В то время в Законодательном собрании появились свой Барнав и свой Мирабо: Верньо и Инар.
Верньо — натура поэтическая, нежная, один из тех приятных людей, которых увлекают за собою революции, — вырос на бесплодных землях Лиможа нежным, медлительным, скорее чувственным, нежели страстным; он родился в зажиточной благополучной семье, рос способным мальчиком, позднее был замечен Тюрго, тогдашним интендантом Лимузена, и тот направил его учиться в Бордо; его манера говорить была не столь резкой, не такой мощной, как у Мирабо; но, черпая вдохновение у древних греков и несколько перегружая свои выступления мифологией, он тем не менее был не так многословен, как Барнав Что делало его выступления живыми и красноречивыми, так это постоянно звучавшие в них человеческие нотки; в Собрании немало было ярких, страстных трибунов, но даже они не могли заглушить шедших из самой глубины души Верньо естественности и человеколюбия; возглавляя партию спорщиков, крикунов, забияк, он умел подняться над обстоятельствами, никогда не теряя самообладания и достоинства, — даже если положение было чрезвычайным; недруги считали его нерешительным, мягкотелым, даже безразличным; они спрашивали, где его душа, которая словно отсутствовала; и они были правы: он обретал свою душу, только когда делал над собою усилие, чтобы удержать ее в своей груди; душа его целиком принадлежала женщине: она блуждала на ее губах, светилась в ее глазах, звенела в арфе прелестной, доброй, очаровательной Кандеи.

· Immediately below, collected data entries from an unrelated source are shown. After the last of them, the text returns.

//! Recursive-descent parser producing [`Expr`] trees.
//!
//! Precedence, loosest first: comparisons, `&`, `+ -`, `* /`, unary `-`.
//! All binary operators are left-associative.

use super::lexer::Token;
use crate::error::FormulaError;
use crate::value::Value;

#[derive(Debug, Clone, Copy, PartialEq, Eq)]
pub enum BinOp {
    Eq,
    Ne,
    Lt,
    Le,
    Gt,
    Ge,
    Concat,
    Add,
    Sub,
    Mul,
    Div,
}

impl BinOp {
    pub fn symbol(&self) -> &'static str {
        match self {
            BinOp::Eq => "=",
            BinOp::Ne => "<>",
            BinOp::Lt => "<",
            BinOp::Le => "<=",
            BinOp::Gt => ">",
            BinOp::Ge => ">=",
            BinOp::Concat => "&",
            BinOp::Add => "+",
            BinOp::Sub => "-",
            BinOp::Mul => "*",
            BinOp::Div => "/",
        }
    }
}

/// Built-in functions.
#[derive(Debug, Clone, Copy, PartialEq, Eq)]
pub enum Func {
    And,
    Or,
    Not,
    Xor,
    If,
    Lower,
    Upper,
    Trim,
    Len,
    Find,
    Concatenate,
    IsBlank,
    Blank,
    True,
    False,
}

impl Func {
    fn lookup(name: &str) -> Option<Func> {
        Some(match name {
            "AND" => Func::And,
            "OR" => Func::Or,
            "NOT" => Func::Not,
            "XOR" => Func::Xor,
            "IF" => Func::If,
            "LOWER" => Func::Lower,
            "UPPER" => Func::Upper,
            "TRIM" => Func::Trim,
            "LEN" => Func::Len,
            "FIND" => Func::Find,
            "CONCATENATE" | "CONCAT" => Func::Concatenate,
            "ISBLANK" => Func::IsBlank,
            "BLANK" => Func::Blank,
            "TRUE" => Func::True,
            "FALSE" => Func::False,
            _ => return None,
        })
    }

    /// Inclusive argument-count bounds; `None` upper bound is variadic.
    fn arity(&self) -> (usize, Option<usize>) {
        match self {
            Func::And | Func::Or | Func::Xor | Func::Concatenate => (1, None),
            Func::Not | Func::Lower | Func::Upper | Func::Trim | Func::Len | Func::IsBlank => {
                (1, Some(1))
            }
            Func::If => (2, Some(3)),
            Func::Find => (2, Some(2)),
            Func::Blank | Func::True | Func::False => (0, Some(0)),
        }
    }

    pub fn name(&self) -> &'static str {
        match self {
            Func::And => "AND",
            Func::Or => "OR",
            Func::Not => "NOT",
            Func::Xor => "XOR",
            Func::If => "IF",
            Func::Lower => "LOWER",
            Func::Upper => "UPPER",
            Func::Trim => "TRIM",
            Func::Len => "LEN",
            Func::Find => "FIND",
            Func::Concatenate => "CONCATENATE",
            Func::IsBlank => "ISBLANK",
            Func::Blank => "BLANK",
            Func::True => "TRUE",
            Func::False => "FALSE",
        }
    }
}

#[derive(Debug, Clone, PartialEq)]
pub enum Expr {
    Literal(Value),
    Field(String),
    Neg(Box<Expr>),
    Binary(BinOp, Box<Expr>, Box<Expr>),
    Call(Func, Vec<Expr>),
}

/// Parse a complete token stream.
pub fn parse(tokens: &[Token]) -> Result<Expr, FormulaError> {
    let mut parser = Parser { tokens, pos: 0 };
    let expr = parser.comparison()?;
    match parser.peek() {
        None => Ok(expr),
        Some(tok) => Err(FormulaError::UnexpectedToken {
            found: tok.describe(),
            expected: "end of formula".into(),
        }),
    }
}

struct Parser<'a> {
    tokens: &'a [Token],
    pos: usize,
}

impl<'a> Parser<'a> {
    fn peek(&self) -> Option<&'a Token> {
        self.tokens.get(self.pos)
    }

    fn next(&mut self) -> Option<&'a Token> {
        let tok = self.tokens.get(self.pos);
        if tok.is_some() {
            self.pos += 1;
        }
        tok
    }

    fn expect(&mut self, want: Token, what: &str) -> Result<(), FormulaError> {
        match self.next() {
            Some(tok) if *tok == want => Ok(()),
            Some(tok) => Err(FormulaError::UnexpectedToken {
                found: tok.describe(),
                expected: what.into(),
            }),
            None => Err(FormulaError::UnexpectedToken {
                found: "end of formula".into(),
                expected: what.into(),
            }),
        }
    }

    fn comparison(&mut self) -> Result<Expr, FormulaError> {
        let mut lhs = self.concat()?;
        loop {
            let op = match self.peek() {
                Some(Token::Eq) => BinOp::Eq,
                Some(Token::Ne) => BinOp::Ne,
                Some(Token::Lt) => BinOp::Lt,
                Some(Token::Le) => BinOp::Le,
                Some(Token::Gt) => BinOp::Gt,
                Some(Token::Ge) => BinOp::Ge,
                _ => return Ok(lhs),
            };
            self.pos += 1;
            let rhs = self.concat()?;
            lhs = Expr::Binary(op, Box::new(lhs), Box::new(rhs));
        }
    }

    fn concat(&mut self) -> Result<Expr, FormulaError> {
        let mut lhs = self.additive()?;
        while let Some(Token::Amp) = self.peek() {
            self.pos += 1;
            let rhs = self.additive()?;
            lhs = Expr::Binary(BinOp::Concat, Box::new(lhs), Box::new(rhs));
        }
        Ok(lhs)
    }

    fn additive(&mut self) -> Result<Expr, FormulaError> {
        let mut lhs = self.multiplicative()?;
        loop {
            let op = match self.peek() {
                Some(Token::Plus) => BinOp::Add,
                Some(Token::Minus) => BinOp::Sub,
                _ => return Ok(lhs),
            };
            self.pos += 1;
            let rhs = self.multiplicative()?;
            lhs = Expr::Binary(op, Box::new(lhs), Box::new(rhs));
        }
    }

    fn multiplicative(&mut self) -> Result<Expr, FormulaError> {
        let mut lhs = self.unary()?;
        loop {
            let op = match self.peek() {
                Some(Token::Star) => BinOp::Mul,
                Some(Token::Slash) => BinOp::Div,
                _ => return Ok(lhs),
            };
            self.pos += 1;
            let rhs = self.unary()?;
            lhs = Expr::Binary(op, Box::new(lhs), Box::new(rhs));
        }
    }

    fn unary(&mut self) -> Result<Expr, FormulaError> {
        match self.peek() {
            Some(Token::Minus) => {
                self.pos += 1;
                Ok(Expr::Neg(Box::new(self.unary()?)))
            }
            Some(Token::Plus) => {
                self.pos += 1;
                self.unary()
            }
            _ => self.primary(),
        }
    }

    fn primary(&mut self) -> Result<Expr, FormulaError> {
        match self.next() {
            Some(Token::Int(i)) => Ok(Expr::Literal(Value::Int(*i))),
            Some(Token::Str(s)) => Ok(Expr::Literal(Value::Text(s.clone()))),
            Some(Token::Ref(name)) => Ok(Expr::Field(name.clone())),
            Some(Token::LParen) => {
                let inner = self.comparison()?;
                self.expect(Token::RParen, "')'")?;
                Ok(inner)
            }
            Some(Token::Ident(name)) => self.call_or_constant(name),
            Some(tok) => Err(FormulaError::UnexpectedToken {
                found: tok.describe(),
                expected: "a value".into(),
            }),
            None => Err(FormulaError::UnexpectedToken {
                found: "end of formula".into(),
                expected: "a value".into(),
            }),
        }
    }

    fn call_or_constant(&mut self, name: &str) -> Result<Expr, FormulaError> {
        let has_parens = matches!(self.peek(), Some(Token::LParen));
        if !has_parens {
            return match name {
                "TRUE" => Ok(Expr::Literal(Value::Bool(true))),
                "FALSE" => Ok(Expr::Literal(Value::Bool(false))),
                _ => Err(FormulaError::UnexpectedToken {
                    found: format!("identifier {name}"),
                    expected: "'(' after function name".into(),
                }),
            };
        }
        let func = Func::lookup(name).ok_or_else(|| FormulaError::UnknownFunction {
            name: name.to_string(),
        })?;
        self.pos += 1;

        let mut args = Vec::new();
        if !matches!(self.peek(), Some(Token::RParen)) {
            loop {
                args.push(self.comparison()?);
                match self.peek() {
                    Some(Token::Comma) => self.pos += 1,
                    _ => break,
                }
            }
        }
        self.expect(Token::RParen, "',' or ')'")?;

        let (min, max) = func.arity();
        if args.len() < min || max.is_some_and(|m| args.len() > m) {
            let expected = match max {
                Some(m) if m == min => min.to_string(),
                Some(m) => format!("{min}..{m}"),
                None => format!("at least {min}"),
            };
            return Err(FormulaError::Arity {
                function: func.name().to_string(),
                expected,
                got: args.len(),
            });
        }
        Ok(match func {
            Func::True => Expr::Literal(Value::Bool(true)),
            Func::False => Expr::Literal(Value::Bool(false)),
            Func::Blank => Expr::Literal(Value::Absent),
            other => Expr::Call(other, args),
        })
    }
}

Инар — полная противоположность Верньо, олицетворявшего до некоторой степени покой, — Инар являл собою гнев Собрания. Он приехал из Грасса, родины терпких ароматов и мистраля, и потому временами ему случалось переживать неожиданные вспышки неудержимой ярости, подобные порывам этого короля ветров, способного одним дуновением своротить скалу и оборвать все до единого лепестки с роз; его незнакомый дотоле голос вдруг загремел в Собрании, словно гром среди ясного летнего неба: с первым же его раскатом все Собрание вздрогнуло, даже самые рассеянные подняли головы, и каждый, затрепетав, подобно Каину, когда обратился к нему Господь, готов был спросить: «Меня ли зовешь?» Кто-то осмелился его прервать.
— Я спрашиваю, — вскричал он, — у Собрания, у Франции, у целого света, у вас, сударь!..
И он указал на прервавшего его господина.
— Я спрашиваю, есть ли среди вас хоть один человек, кто искренне и чистосердечно может утверждать, что эмигрировавшие принцы не замышляют против родины?.. Я спрашиваю, во-вторых: посмеет ли кто-либо из присутствующих в Собрании отрицать, что любой заговорщик должен быть немедленно осужден, задержан и наказан?
Если такой человек есть, пусть встанет!
— Здесь говорили, что снисходительность — необходимая черта сильного человека, что сила сама по себе действует обезоруживающе; а я вам говорю, что нельзя терять бдительность; деспотизм и аристократия — всегда начеку, и если нации хоть на мгновение заснут, они проснутся в цепях. Самое страшное преступление — стремиться снова ввергнуть человечество в рабство. Ежели бы огнь небесный оказался во власти человеческой, следовало бы поразить им тех, кто покушается на свободу народов!
Подобные речи звучали впервые; это необузданное красноречие никого не оставило равнодушным, увлекая за собой, подобно снежной лавине, сорвавшейся с вершины Альп и потащившей деревья, скот, пастухов, дома.
Тотчас же было принято следующее постановление:
«Если Луи-Станислав-Ксавье, принц Французский, не вернется в течение двух месяцев, это будет означать, что он отказывается от права на регентство».
Затем 8 сентября:
«Если эмигранты не вернутся до первого января, они будут объявлены виновными в заговоре, арестованы и преданы казни».